La solicitud había sido impulsada por su abogada particular, quien el pasado 16 de marzo requirió a la jueza de ejecución Raquel Gass la concesión del beneficio, argumentando informes favorables sobre la conducta del condenado y antecedentes de otros casos en los que se revisaron penas perpetuas a los 20 años.
Sin embargo, la magistrada rechazó el planteo, decisión que luego fue ratificada por un tribunal de revisión. Frente a esto, la defensa intentó impugnar las resoluciones al considerarlas arbitrarias, mientras que la fiscalía y la querella pidieron desestimar el recurso por no ajustarse a la normativa vigente.
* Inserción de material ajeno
//! Public API surface for log-likelihood maximization.
//!
//! - [`LogLikelihood`]: trait a model implements to be fitted.
//! - [`MLEOptions`] and [`Tolerances`]: optimizer configuration.
//! - [`LineSearcher`]: line search used inside L-BFGS.
//! - [`OptimOutcome`]: normalized result returned by `maximize`.
//!
//! Convention: we *maximize* `ℓ(θ)` by minimizing `c(θ) = -ℓ(θ)`. An analytic
//! gradient, when provided, is `∇ℓ(θ)`; the adapter flips the sign.
use crate::optimization::{
    errors::{OptError, OptResult},
    loglik_optimizer::{
        Cost, FnEvalMap, Grad, Theta,
        validation::{validate_theta_hat, validate_value, verify_tol_cost, verify_tol_grad},
    },
};
use argmin::core::{TerminationReason, TerminationStatus};
use argmin_math::ArgminL2Norm;
use std::str::FromStr;

/// Model interface for the optimizer.
///
/// - `type Data`: payload carried into `value`/`grad`/`check` (for ETAS, the
///   validated catalog).
///
/// Required:
/// - `value(&Theta, &Data) -> OptResult<Cost>`: evaluate `ℓ(θ)`. A
///   non-finite return aborts the solver run with `NonFiniteCost`.
/// - `check(&Theta, &Data) -> OptResult<()>`: reject obviously invalid
///   `θ`/data pairs once, before the solver starts.
///
/// Optional:
/// - `grad(&Theta, &Data) -> OptResult<Grad>`: analytic `∇ℓ(θ)`. Returning
///   `OptError::GradientNotImplemented` selects finite differences.
pub trait LogLikelihood {
    type Data: 'static;

    // Required methods
    fn value(&self, theta: &Theta, data: &Self::Data) -> OptResult<Cost>;
    fn check(&self, theta: &Theta, data: &Self::Data) -> OptResult<()>;

    // Optional methods
    fn grad(&self, _theta: &Theta, _data: &Self::Data) -> OptResult<Grad> {
        Err(OptError::GradientNotImplemented)
    }
}

/// Line search used inside the L-BFGS solver.
///
/// Parses case-insensitively from `"MoreThuente"` / `"HagerZhang"`; any
/// other name yields `OptError::InvalidLineSearch`.
#[derive(Debug, Clone, Copy, PartialEq, Eq)]
pub enum LineSearcher {
    MoreThuente,
    HagerZhang,
}

impl FromStr for LineSearcher {
    type Err = OptError;

    fn from_str(s: &str) -> Result<Self, Self::Err> {
        match s.to_lowercase().as_str() {
            "morethuente" => Ok(LineSearcher::MoreThuente),
            "hagerzhang" => Ok(LineSearcher::HagerZhang),
            _ => Err(OptError::InvalidLineSearch {
                name: s.to_string(),
                reason: "Valid options are case insensitive 'MoreThuente' or 'HagerZhang'.",
            }),
        }
    }
}

/// Optimizer-level configuration.
///
/// Fields:
/// - `tols`: stopping rules and iteration budget.
/// - `line_searcher`: line search for L-BFGS.
/// - `verbose`: attach the slog observer (only with the `obs_slog` feature).
/// - `lbfgs_mem`: L-BFGS history size; `None` uses [`DEFAULT_LBFGS_MEM`].
///
/// Default: `tol_grad = 1e-6`, `tol_cost = 1e-10`, `max_iter = 300`,
/// More–Thuente, quiet, default memory.
///
/// [`DEFAULT_LBFGS_MEM`]: crate::optimization::loglik_optimizer::DEFAULT_LBFGS_MEM
#[derive(Debug, Clone, PartialEq)]
pub struct MLEOptions {
    pub tols: Tolerances,
    pub line_searcher: LineSearcher,
    pub verbose: bool,
    pub lbfgs_mem: Option<usize>,
}

impl MLEOptions {
    /// Build options; numeric tolerances were already validated by
    /// [`Tolerances::new`].
    ///
    /// # Errors
    /// - [`OptError::InvalidLBFGSMem`] if `lbfgs_mem == Some(0)`.
    pub fn new(
        tols: Tolerances, line_searcher: LineSearcher, verbose: bool, lbfgs_mem: Option<usize>,
    ) -> OptResult<Self> {
        if let Some(0) = lbfgs_mem {
            return Err(OptError::InvalidLBFGSMem {
                mem: 0,
                reason: "L-BFGS memory must be greater than zero.",
            });
        }
        Ok(Self { tols, line_searcher, verbose, lbfgs_mem })
    }
}

impl Default for MLEOptions {
    fn default() -> Self {
        Self {
            tols: Tolerances { tol_grad: Some(1e-6), tol_cost: Some(1e-10), max_iter: Some(300) },
            line_searcher: LineSearcher::MoreThuente,
            verbose: false,
            lbfgs_mem: None,
        }
    }
}

/// Numerical tolerances and iteration limits.
///
/// - `tol_grad`: stop when the gradient norm drops below this.
/// - `tol_cost`: stop when the change in cost drops below this.
/// - `max_iter`: hard cap on iterations. Hitting it means the run did **not**
///   converge.
///
/// At least one of the three must be `Some` (see [`Tolerances::new`]).
#[derive(Debug, Clone, Copy, PartialEq)]
pub struct Tolerances {
    pub tol_grad: Option<f64>,
    pub tol_cost: Option<f64>,
    pub max_iter: Option<usize>,
}

impl Tolerances {
    /// Construct validated tolerances.
    ///
    /// # Errors
    /// - [`OptError::NoTolerancesProvided`] if all three are `None`.
    /// - [`OptError::InvalidTolGrad`] / [`OptError::InvalidTolCost`] for
    ///   non-finite or non-positive tolerances.
    /// - [`OptError::InvalidMaxIter`] if `max_iter == Some(0)`.
    pub fn new(
        tol_grad: Option<f64>, tol_cost: Option<f64>, max_iter: Option<usize>,
    ) -> OptResult<Self> {
        if tol_grad.is_none() && tol_cost.is_none() && max_iter.is_none() {
            return Err(OptError::NoTolerancesProvided);
        }
        verify_tol_cost(tol_cost)?;
        verify_tol_grad(tol_grad)?;
        if let Some(0) = max_iter {
            return Err(OptError::InvalidMaxIter {
                max_iter: 0,
                reason: "Maximum iterations must be greater than zero.",
            });
        }
        Ok(Self { tol_grad, tol_cost, max_iter })
    }
}

/// Canonical result returned by `maximize`.
///
/// - `theta_hat`: best θ found.
/// - `value`: best **log-likelihood** `ℓ(θ̂)` (not the cost).
/// - `converged`: `true` when argmin stopped because the solver's own
///   criterion (or a target cost) was met.
/// - `status`: human-readable termination status.
/// - `iterations`, `fn_evals`: argmin counters.
/// - `grad_norm`: norm of the last gradient, if one was kept.
#[derive(Debug, Clone, PartialEq)]
pub struct OptimOutcome {
    pub theta_hat: Theta,
    pub value: f64,
    pub converged: bool,
    pub status: String,
    pub iterations: usize,
    pub fn_evals: FnEvalMap,
    pub grad_norm: Option<f64>,
}

impl OptimOutcome {
    /// Build a validated [`OptimOutcome`] from raw solver state.
    ///
    /// # Errors
    /// - Propagates validation errors for `theta_hat` (missing / non-finite)
    ///   and `value` (non-finite).
    pub fn new(
        theta_hat_opt: Option<Theta>, value: f64, status: TerminationStatus, iterations: u64,
        fn_evals: FnEvalMap, grad: Option<Grad>,
    ) -> OptResult<Self> {
        let theta_hat = validate_theta_hat(theta_hat_opt)?;
        validate_value(value)?;
        let (converged, status) = classify_termination(&status);
        let iterations = iterations as usize;
        let grad_norm = grad.map(|g| g.l2_norm());
        Ok(Self { theta_hat, value, converged, status, iterations, fn_evals, grad_norm })
    }
}

/// Map argmin's termination status to `(converged, description)`.
fn classify_termination(status: &TerminationStatus) -> (bool, String) {
    match status {
        TerminationStatus::NotTerminated => (false, "Not terminated".to_string()),
        TerminationStatus::Terminated(reason) => {
            let converged = matches!(
                reason,
                TerminationReason::SolverConverged | TerminationReason::TargetCostReached
            );
            (converged, format!("{reason:?}"))
        }
    }
}

#[cfg(test)]
mod tests {
    use super::*;

    // -------------------------------------------------------------------------
    // Scope
    // -----
    // These tests cover:
    // - Tolerance and option validation.
    // - Line-search parsing.
    // - Mapping of argmin termination reasons to the `converged` flag.
    // -------------------------------------------------------------------------

    #[test]
    // Purpose
    // -------
    // All-`None` tolerances leave the solver without a stopping rule.
    //
    // Expect
    // ------
    // - `Tolerances::new(None, None, None)` returns `NoTolerancesProvided`.
    fn tolerances_new_rejects_all_none() {
        assert_eq!(Tolerances::new(None, None, None), Err(OptError::NoTolerancesProvided));
    }

    #[test]
    // Purpose
    // -------
    // Non-positive tolerances and a zero iteration cap are rejected.
    //
    // Expect
    // ------
    // - Negative `tol_grad` → `InvalidTolGrad`.
    // - NaN `tol_cost` → `InvalidTolCost`.
    // - `max_iter = 0` → `InvalidMaxIter`.
    fn tolerances_new_rejects_invalid_values() {
        assert!(matches!(
            Tolerances::new(Some(-1.0), None, None),
            Err(OptError::InvalidTolGrad { .. })
        ));
        assert!(matches!(
            Tolerances::new(None, Some(f64::NAN), None),
            Err(OptError::InvalidTolCost { .. })
        ));
        assert!(matches!(
            Tolerances::new(None, None, Some(0)),
            Err(OptError::InvalidMaxIter { .. })
        ));
    }

    #[test]
    // Purpose
    // -------
    // Zero L-BFGS memory is rejected, any positive value is kept.
    //
    // Expect
    // ------
    // - `lbfgs_mem = Some(0)` → `InvalidLBFGSMem`.
    // - `lbfgs_mem = Some(5)` stored as-is.
    fn mle_options_new_validates_memory() {
        let tols = Tolerances::new(Some(1e-6), None, Some(10)).unwrap();

        assert!(matches!(
            MLEOptions::new(tols, LineSearcher::MoreThuente, false, Some(0)),
            Err(OptError::InvalidLBFGSMem { .. })
        ));
        let opts = MLEOptions::new(tols, LineSearcher::HagerZhang, false, Some(5)).unwrap();
        assert_eq!(opts.lbfgs_mem, Some(5));
    }

    #[test]
    // Purpose
    // -------
    // Line-search names parse case-insensitively.
    //
    // Expect
    // ------
    // - `"hagerzhang"` and `"MORETHUENTE"` parse; `"bfgs"` fails.
    fn line_searcher_parses_case_insensitive() {
        assert_eq!("hagerzhang".parse::<LineSearcher>().unwrap(), LineSearcher::HagerZhang);
        assert_eq!("MORETHUENTE".parse::<LineSearcher>().unwrap(), LineSearcher::MoreThuente);
        assert!(matches!("bfgs".parse::<LineSearcher>(), Err(OptError::InvalidLineSearch { .. })));
    }

    #[test]
    // Purpose
    // -------
    // Only the solver's own criterion counts as convergence; running out of
    // iterations does not.
    //
    // Expect
    // ------
    // - `SolverConverged` → converged.
    // - `MaxItersReached` → not converged.
    // - `NotTerminated` → not converged.
    fn classify_termination_separates_budget_exhaustion() {
        let conv = TerminationStatus::Terminated(TerminationReason::SolverConverged);
        let budget = TerminationStatus::Terminated(TerminationReason::MaxItersReached);

        assert!(classify_termination(&conv).0);
        assert!(!classify_termination(&budget).0);
        assert!(!classify_termination(&TerminationStatus::NotTerminated).0);
    }

    #[test]
    // Purpose
    // -------
    // `OptimOutcome::new` rejects a non-finite best value.
    //
    // Expect
    // ------
    // - `value = NaN` → `NonFiniteCost`.
    fn optim_outcome_rejects_non_finite_value() {
        let theta = Theta::from(vec![0.0, 1.0]);
        let status = TerminationStatus::Terminated(TerminationReason::SolverConverged);

        let out = OptimOutcome::new(Some(theta), f64::NAN, status, 3, FnEvalMap::new(), None);

        assert!(matches!(out, Err(OptError::NonFiniteCost { .. })));
    }
}
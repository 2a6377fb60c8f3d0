//! inference::hessian — standard errors from the observed information.
//!
//! Purpose
//! -------
//! Turn a finite-difference Hessian of the negative log-likelihood into
//! classical standard errors. The Hessian of the summed NLL at the estimate
//! is the observed information `J(x̂)`; standard errors are the square roots
//! of the diagonal of its pseudoinverse.
//!
//! Key behaviors
//! -------------
//! - [`calc_standard_errors`] works on any gradient map `g: x ↦ ∇NLL(x)`:
//!   it differentiates `g` with [`compute_hessian`] (central, forward as a
//!   fallback, symmetrized), copies the result into a `nalgebra::DMatrix`,
//!   and solves through a symmetric eigendecomposition.
//! - [`etas_standard_errors`] wires the analytic ETAS gradient into that
//!   routine, in **model space** `(mu, K, c, p, alpha)`.
//!
//! Invariants & assumptions
//! ------------------------
//! - No explicit inverse is formed. Eigenvalues `λ ≤ EIGEN_EPS` are dropped
//!   from the variance sum. A parameter with weight on a dropped direction is
//!   not identified by the data and gets `SE = +∞`.
//! - The gradient map must be finite in a small neighbourhood of the
//!   estimate; otherwise the Hessian fails validation and the error is
//!   returned.
//!
//! Conventions
//! -----------
//! - Errors are reported as [`OptResult`]; nothing here logs. The fit
//!   orchestrator decides what to do with a failure.
use crate::{
    etas::core::{
        catalog::Catalog,
        likelihood::nll_gradient,
        options::EvalStrategy,
        params::{EtasParams, N_PARAMS},
    },
    optimization::{
        errors::OptResult, loglik_optimizer::finite_diff::compute_hessian,
        numerical_stability::EIGEN_EPS,
    },
};
use nalgebra::DMatrix;
use ndarray::Array1;

/// Squared eigenvector loading above which a dropped direction makes a
/// parameter unidentified.
pub const UNIDENTIFIED_WEIGHT_EPS: f64 = 1e-10;

/// Classical standard errors from the Hessian of `f` at `x_hat`.
///
/// `f` is the gradient of the *summed* negative log-likelihood, so its
/// Jacobian is the observed information.
///
/// # Errors
/// - Any error from [`compute_hessian`] (dimension mismatch, non-finite
///   entries).
///
/// # Example
/// ```rust
/// # use ndarray::array;
/// # use etas_mle::inference::hessian::calc_standard_errors;
/// let a = array![[4.0, 0.0], [0.0, 1.0]];
/// let grad = |x: &ndarray::Array1<f64>| a.dot(x);
///
/// let se = calc_standard_errors(&grad, &array![1.0, -1.0]).unwrap();
/// assert!((se[0] - 0.5).abs() < 1e-6);
/// assert!((se[1] - 1.0).abs() < 1e-6);
/// ```
pub fn calc_standard_errors<F: Fn(&Array1<f64>) -> Array1<f64>>(
    f: &F, x_hat: &Array1<f64>,
) -> OptResult<Array1<f64>> {
    let obs_info = compute_hessian(f, x_hat)?;
    let n = obs_info.nrows();
    let obs_info_nalg = DMatrix::<f64>::from_fn(n, n, |i, j| obs_info[[i, j]]);
    Ok(solve_for_se(obs_info_nalg))
}

/// Model-space standard errors of an ETAS fit at `params`.
///
/// Where the analytic gradient is undefined the gradient map returns `NaN`,
/// which surfaces as `InvalidHessian`.
///
/// # Errors
/// - See [`calc_standard_errors`].
pub fn etas_standard_errors(
    params: &EtasParams, catalog: &Catalog, strategy: EvalStrategy,
) -> OptResult<[f64; N_PARAMS]> {
    let grad = |x: &Array1<f64>| -> Array1<f64> {
        let mut values = [f64::NAN; N_PARAMS];
        values.iter_mut().zip(x.iter()).for_each(|(v, &xi)| *v = xi);
        let candidate = EtasParams::from_array(values);
        match nll_gradient(&candidate, catalog, strategy) {
            Some(g) => Array1::from(g.to_vec()),
            None => Array1::from_elem(N_PARAMS, f64::NAN),
        }
    };
    let x_hat = Array1::from(params.to_array().to_vec());
    let se = calc_standard_errors(&grad, &x_hat)?;
    let mut out = [0.0; N_PARAMS];
    out.iter_mut().zip(se.iter()).for_each(|(o, &s)| *o = s);
    Ok(out)
}

// ---- Helper methods ----

/// `SE_i = sqrt(Σ_{k: λ_k > EIGEN_EPS} Q[i,k]² / λ_k)` from `J = Q Λ Qᵀ`,
/// or `+∞` when `Q[i,k]² > UNIDENTIFIED_WEIGHT_EPS` for some dropped `k`.
fn solve_for_se(obs_info_nalg: DMatrix<f64>) -> Array1<f64> {
    let n = obs_info_nalg.nrows();
    let eigen_decomp = obs_info_nalg.symmetric_eigen();
    let q = eigen_decomp.eigenvectors;
    let eigenvals = eigen_decomp.eigenvalues;
    Array1::from_shape_fn(n, |i| {
        let unidentified = eigenvals.iter().enumerate().any(|(k, &lambda)| {
            lambda <= EIGEN_EPS && q[(i, k)] * q[(i, k)] > UNIDENTIFIED_WEIGHT_EPS
        });
        if unidentified {
            return f64::INFINITY;
        }
        eigenvals
            .iter()
            .enumerate()
            .filter(|(_, lambda)| **lambda > EIGEN_EPS)
            .map(|(k, &lambda)| q[(i, k)] * q[(i, k)] / lambda)
            .sum::<f64>()
            .sqrt()
    })
}

#[cfg(test)]
mod tests {
    use super::*;
    use crate::etas::core::catalog::Event;
    use crate::optimization::errors::OptError;
    use approx::assert_relative_eq;
    use ndarray::array;

    // -------------------------------------------------------------------------
    // Scope
    // -----
    // These tests cover:
    // - Classical SEs for quadratics with known information matrices,
    //   including a rank-deficient one.
    // - The ETAS wrapper on a small catalog, an empty catalog, and at an
    //   infeasible point.
    // -------------------------------------------------------------------------

    #[test]
    // Purpose
    // -------
    // For a non-diagonal information matrix the SEs are the square roots of
    // the diagonal of its inverse.
    //
    // Given
    // -----
    // - `J = [[2, 1], [1, 2]]`, so `J⁻¹ = [[2, −1], [−1, 2]] / 3`.
    //
    // Expect
    // ------
    // - `SE = (sqrt(2/3), sqrt(2/3))`.
    fn classical_se_matches_inverse_diagonal() {
        let j = array![[2.0, 1.0], [1.0, 2.0]];
        let grad = |x: &Array1<f64>| j.dot(x);

        let se = calc_standard_errors(&grad, &array![0.3, -0.7]).unwrap();

        assert_relative_eq!(se[0], (2.0_f64 / 3.0).sqrt(), max_relative = 1e-6);
        assert_relative_eq!(se[1], (2.0_f64 / 3.0).sqrt(), max_relative = 1e-6);
    }

    #[test]
    // Purpose
    // -------
    // A flat direction leaves its parameter unidentified without disturbing
    // the identified one.
    //
    // Given
    // -----
    // - `J = diag(4, 0)`.
    //
    // Expect
    // ------
    // - `SE = (0.5, +∞)`.
    fn flat_direction_is_unidentified() {
        let grad = |x: &Array1<f64>| array![4.0 * x[0], 0.0];

        let se = calc_standard_errors(&grad, &array![1.0, 1.0]).unwrap();

        assert_relative_eq!(se[0], 0.5, max_relative = 1e-6);
        assert_eq!(se[1], f64::INFINITY);
    }

    #[test]
    // Purpose
    // -------
    // With no events the objective is linear in `mu` and flat in the rest,
    // so nothing is identified.
    //
    // Expect
    // ------
    // - Every SE is `+∞`, never `0`.
    fn empty_catalog_identifies_nothing() {
        let catalog = Catalog::new(Vec::new(), 2.0, 10.0).unwrap();
        let params = EtasParams::new(0.01, 0.02, 0.01, 1.1, 1.0);

        let se = etas_standard_errors(&params, &catalog, EvalStrategy::Sequential).unwrap();

        assert!(se.iter().all(|s| *s == f64::INFINITY));
    }

    #[test]
    // Purpose
    // -------
    // The ETAS wrapper yields non-negative SEs (possibly `+∞` where the
    // curvature is not positive) at a feasible point and fails cleanly at an
    // infeasible one.
    fn etas_wrapper_finite_and_failure_paths() {
        let events = vec![
            Event::new(1.0, 3.5),
            Event::new(1.2, 2.4),
            Event::new(1.9, 2.1),
            Event::new(30.0, 2.9),
            Event::new(30.4, 2.2),
        ];
        let catalog = Catalog::new(events, 2.0, 100.0).unwrap();
        let params = EtasParams::new(0.03, 0.1, 0.05, 1.2, 0.9);

        let se = etas_standard_errors(&params, &catalog, EvalStrategy::Sequential).unwrap();
        assert!(se.iter().all(|s| *s >= 0.0));

        let bad = EtasParams::new(0.0, 0.1, 0.05, 1.2, 0.9);
        assert!(matches!(
            etas_standard_errors(&bad, &catalog, EvalStrategy::Sequential),
            Err(OptError::InvalidHessian { .. })
        ));
    }
}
Finalmente, los jueces Andrés Repetto, Mauricio Macagno y Estefanía Sauli resolvieron rechazar el pedido. En su fallo, remarcaron que la legislación es clara: las personas condenadas a prisión perpetua pueden acceder a la libertad condicional recién al cumplir 35 años de pena.
Además, indicaron que los antecedentes citados por la defensa no son de aplicación obligatoria, ya que cada juez puede resolver según el caso concreto y la normativa vigente.
En ese sentido, Repetto sostuvo que habilitar revisiones a los 20 años, como ocurrió en otros casos, implicaría ir en contra de la Constitución Provincial. Recordó que la única vía para modificar una condena firme es a través de la facultad del gobernador de conmutar la pena, tal como lo establece el artículo 214, inciso 14.
Una condena firme desde 2011
La sentencia contra Aboy atravesó todas las instancias judiciales y quedó firme en 2011, luego de que la Corte Suprema de Justicia de la Nación declarara inadmisible un recurso presentado por su defensa.

El crimen ocurrió en marzo de 2005 durante un robo en la vivienda de las hermanas Buamscha, ubicada detrás de la panadería que ambas tenían en Junín de los Andes.
En diciembre de 2008, la entonces Cámara de Juicio de Zapala declaró a Aboy culpable y lo condenó a prisión perpetua. Según la causa, Aboy y un cómplice no identificado ingresaron a la vivienda con fines de robo y atacaron a las víctimas con una violencia extrema.
Teresa Buamscha fue agredida en su habitación, donde los atacantes le exigieron dinero mientras le provocaban múltiples heridas con un arma blanca, una de ellas en la arteria aorta, que derivó en su muerte horas más tarde.
Luego, los agresores se dirigieron hacia Olga Buamscha, a quien sorprendieron en el pasillo de la casa. Allí la golpearon y la atacaron con cortes y puñaladas en distintas partes del cuerpo, hasta finalmente degollarla.
Días antes del hecho, Teresa había llegado desde Temuco, Chile, donde residía, para visitar a su hermana.
Con este fallo, la Justicia volvió a cerrar la puerta a cualquier revisión anticipada de la pena y ratificó que el condenado deberá cumplir el plazo establecido por ley antes de acceder a eventuales beneficios.